During this time, the use of smart phones and ultimately tablets took a major foothold in the market. Battery life and enabling these devices to work through a day without a charge became a struggle. Plug-in based controls like Silverlight and Flash became taboo. They consumed a lot of CPU resources and thus reduced battery life.
I won’t pretend to be an expert on the subject, but something tells me that software running in a plug-in environment can’t possibly be worse than HTML5 canvas or OGG video. Open your browser, go to your favorite website and see the memory footprint of your browser. I bet it’s over 100 MB. So much for thin client applications…
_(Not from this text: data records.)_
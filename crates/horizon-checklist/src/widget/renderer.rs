//! Materialization of catalog items into rendered rows.

use crate::logging::targets;
use crate::model::Item;

use super::surface::{NodeId, RenderNode, RenderSurface};

/// Turns items into rows on a [`RenderSurface`].
///
/// Every row gets a fresh arena id and an element id of the form
/// `<prefix>-<serial>`. The serial only ever grows, so element ids are unique
/// for the renderer's whole lifetime, not just within one pass.
#[derive(Debug)]
pub struct ListRenderer {
    id_prefix: String,
    next_serial: u64,
}

impl ListRenderer {
    /// Creates a renderer that names rows `<id_prefix>-1`, `<id_prefix>-2`, ...
    pub fn new(id_prefix: impl Into<String>) -> Self {
        Self {
            id_prefix: id_prefix.into(),
            next_serial: 1,
        }
    }

    /// Appends one row for `item`.
    pub fn render(&mut self, surface: &mut RenderSurface, item: &Item, checked: bool) -> NodeId {
        let element_id = format!("{}-{}", self.id_prefix, self.next_serial);
        self.next_serial += 1;
        let id = surface.append_with(|id| RenderNode::new(id, element_id, item.clone(), checked));
        tracing::trace!(target: targets::RENDERER, value = item.value(), checked, "row rendered");
        id
    }

    /// Appends one row per item, in iteration order, checking the rows whose
    /// value satisfies `is_checked`. Returns the number of rows rendered.
    pub fn render_all<'a, I, F>(&mut self, surface: &mut RenderSurface, items: I, is_checked: F) -> usize
    where
        I: IntoIterator<Item = &'a Item>,
        F: Fn(&str) -> bool,
    {
        let mut rendered = 0;
        for item in items {
            self.render(surface, item, is_checked(item.value()));
            rendered += 1;
        }
        rendered
    }

    /// Removes every row. Calling this on an empty surface does nothing.
    pub fn teardown(&self, surface: &mut RenderSurface) -> usize {
        let removed = surface.clear();
        if removed > 0 {
            tracing::trace!(target: targets::RENDERER, removed, "rows torn down");
        }
        removed
    }
}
As I digress, Silverlight 5 appeared to be the last version of this really compelling software stack. Silverlight 6 still hasn’t shown up in any MS document or road map and most likely it won’t. Windows 8 ‘Metro’ IE browser doesn’t support it. Mainly because it’s 64-bit and Silverlight was never ported to be run in a 64-bit browser. Interestingly, Microsoft just extended support for Flash in the Metro browser in a recent update.
Building business applications can be very tedious and the performance can be horrible. Like its predecessors, HTML5 lacks standard controls (data grid anyone) and use of real object-oriented programming is missing in this new wave of programming. Even using the venerable MVC development pattern is taking 5 steps back compared to MVVM.
Sure you have portability across iPhone, Android, tablets, WinPh8 and so on. What you gain in flexibility you lose in programming speed and features. Sure you can build anything you want and given the amount of time it takes it may not end up being that feasible. I’m not convinced that HTML5 is the answer. With no Silverlight 6 coming, it appears that this dynamic, rich development toolkit will go the way of the dinosaurs.
Well not so fast. You see Silverlight happens to be the primary technology used in Windows Phone 8. In fact, ‘Metro’ based applications leverages Silverlight like technologies in a hybrid WPF kind of way. Microsoft hasn’t given up on this amazing technology, they’ve adapted it. They are using it to meet new and emerging needs. In areas that could really use it.
While I’d love to see Silverlight 6 come to market and be supported in Windows 8 Blue and on the iPad. In lieu of that, I’m confident that this amazing technology stack will continue to evolve and meet new and challenging needs going forward.